Child Abuse is Real

Have you seen the Oscar-nominated "documentary" called Capturing the Friedmans? It's a remarkable piece of revisionist history about a once well-known child molestation case on Long Island, New York, in the late 1980s. Arnold Friedman, a school teacher, and his son Jesse were arrested and pled guilty to multiple counts of child molestation. Arnold died in prison and Jesse served his entire sentence.

Andrew Jarecki, who originally planned on doing a picture on the most popular birthday clown in NYC (who turned out to be the eldest son of Arnold Friedman), has produced and directed a film that seeks to cast shadows on places where none exists.

About 14 years ago the American Journalism Review published a remarkable article by Lisa Manshel called "Reporters for the Defense." (The article isn't available online but a there is a letter from Manshel about her article. Hit the link and scroll down about four letters.) Mahsel profiles three writers who consistently championed the cause of accused child molesters: Dorothy Rabbinowitz of the Wall Street Journal (since lionized for her work by the National Criminal Defense Lawyers Association); Mike Tiabbi (now of NBC news, who did his bit most recently by claiming that Michael Jackson's accuser's family were liars); and Debbie Nathan, who served as the "expert" for Jarecki's film.

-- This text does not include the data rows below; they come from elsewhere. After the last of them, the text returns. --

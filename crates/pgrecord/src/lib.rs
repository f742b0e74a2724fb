//! # pgrecord
//!
//! A schema-aware active-record layer for PostgreSQL.
//!
//! ## Features
//!
//! - **Introspected schemas**: column metadata becomes typed [`SchemaDescriptor`]s, built
//!   lazily and cached per instance
//! - **Checked entries**: every `set` is checked against the column's [`DataType`]
//! - **Dirty tracking**: instances produced by a read record what changed; only they can be
//!   updated
//! - **Payload rules**: declarative per-field transformations ([`Rules`]) applied by a pure
//!   [`Optimizer`] pass over validated [`Payload`]s
//! - **Lifecycle events**: cancellable `saving`/`updating`/`deleting` events around writes
//! - **Transactional batches**: multi-row inserts and updates are all-or-nothing
//! - **Safe defaults**: DELETE requires WHERE, UPDATE requires SET
//!
//! ## Example
//!
//! ```ignore
//! use pgrecord::{Condition, Entity, Model, Rules, Payload};
//!
//! #[derive(Entity, serde::Serialize, serde::Deserialize)]
//! #[record(table = "users")]
//! struct User {
//!     id: Option<i64>,
//!     email: String,
//!     name: String,
//! }
//!
//! let pool = pgrecord::create_pool(&database_url)?;
//! let conn = pool.get().await?;
//!
//! // INSERT
//! let mut user = Model::<User>::new();
//! user.set_field(&conn, User::EMAIL, "ann@example.com".to_string()).await?;
//! user.set_field(&conn, User::NAME, "Ann".to_string()).await?;
//! user.save(&conn).await?;
//!
//! // SELECT + UPDATE
//! let users = Model::<User>::new();
//! if let Some(mut ann) = users.find(&conn, 1).await? {
//!     ann.set(&conn, "name", "Annie".into()).await?;
//!     ann.update(&conn).await?;
//! }
//!
//! // Batch insert, cleaned by rules, in one transaction
//! let rules = Rules::new().trim("name").lowercase("email");
//! let payload = Payload::from_value(serde_json::json!([
//!     {"email": "A@B.C", "name": " a "},
//!     {"email": "D@E.F", "name": " d "},
//! ]))?;
//! Model::<User>::new().insert_many(&conn, payload, Some(&rules)).await?;
//! ```

pub mod client;
pub mod condition;
pub mod config;
pub mod entity;
pub mod error;
pub mod event;
pub mod ident;
pub mod model;
pub mod naming;
pub mod row;
pub mod rules;
pub mod schema;
pub mod shape;
pub mod statement;
pub mod value;

pub use client::Executor;
pub use condition::Condition;
pub use config::RecordConfig;
pub use entity::{Entity, Field, FieldDef, FromEntries, IntoEntries, Table};
pub use error::{OrmError, OrmResult};
pub use event::{
    CompositeDispatcher, EventDispatcher, EventName, HookAction, ModelEvent, NoopDispatcher,
    TracingDispatcher,
};
pub use model::{Execution, Model, ModelState, Records};
pub use naming::default_table_name;
pub use rules::{Optimizer, Rule, Rules};
pub use schema::{
    DataType, DefaultValue, RawColumn, SchemaDescriptor, TableSchema, build_schema,
    describe_table, load_table_schema,
};
pub use shape::{Payload, ShapeError, ShapeErrors};
pub use statement::Statement;
pub use value::{Row, Value, ValueKind};

#[cfg(feature = "pool")]
pub mod pool;

#[cfg(feature = "pool")]
pub use pool::{create_pool, create_pool_with_config};

#[cfg(feature = "derive")]
pub use pgrecord_derive::Entity;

As far as I can tell, Nathan has never seen a child molestation case in the news she thought was true. She's the author of books and articles calling attention brought to the subject as hysteria akin to the Salem witch trials or '50s-era McCarthyism.

The never-boring Mike Miner has detailed the latest dust-up in his Nov. 25 column in the Chicago Reader, quoting me:

Whenever prosecutors take a beating in America, the person to go to for the other side of the story is Joshua Marquis, an Oregon district attorney who's his profession's most visible champion. I asked if he'd seen Nathan's story and wasn't surprised to hear he'd already e-mailed a friend at the Times to challenge it.

Marquis wrote, "Most child abuse is not ritual or as notorious as the Friedmans' but otherwise is very similar, i.e. the victims often DON'T tell even when they have an opportunity -- particularly teenage boys for whom the stigma of being involved in homosexual sex is a big deal. . . . The victimizers are often trusted members of the family or community who have no criminal record."

He went on, "I'm not claiming that people like Nathan are insensitive. I'm claiming they want so hard to believe that such things just don't happen that it's preferable to believe in the caricature of the overzealous prosecutor bundling the innocent schoolteacher (Arnold Friedman) off to prison, largely because the scenario of wrongful convictions is easier to deal with than widespread sexual exploitation of children."

Marquis distinguishes genuine abuse "from the right-wing nut case 'satanic ritual abuse' that was popular in the mid-80s." But it was the tragic absurdity of those cases that finally made America think twice. "In my county and many others," Marquis wrote, "we have medically based child abuse assessment centers -- autonomous non-profits staffed by trained interviewers and volunteer physicians. The idea is there is exactly ONE interview with the child and it's done on videotape so there is no question about suggestibility, etc. The medical exam (as Nathan points out) rarely finds physical evidence of abuse but is important also because the child often makes disclosures to the doctor. In my experience our success rate has skyrocketed from about 60% to 95% when these cases go to trial, which they often don't because the evidence is so damning."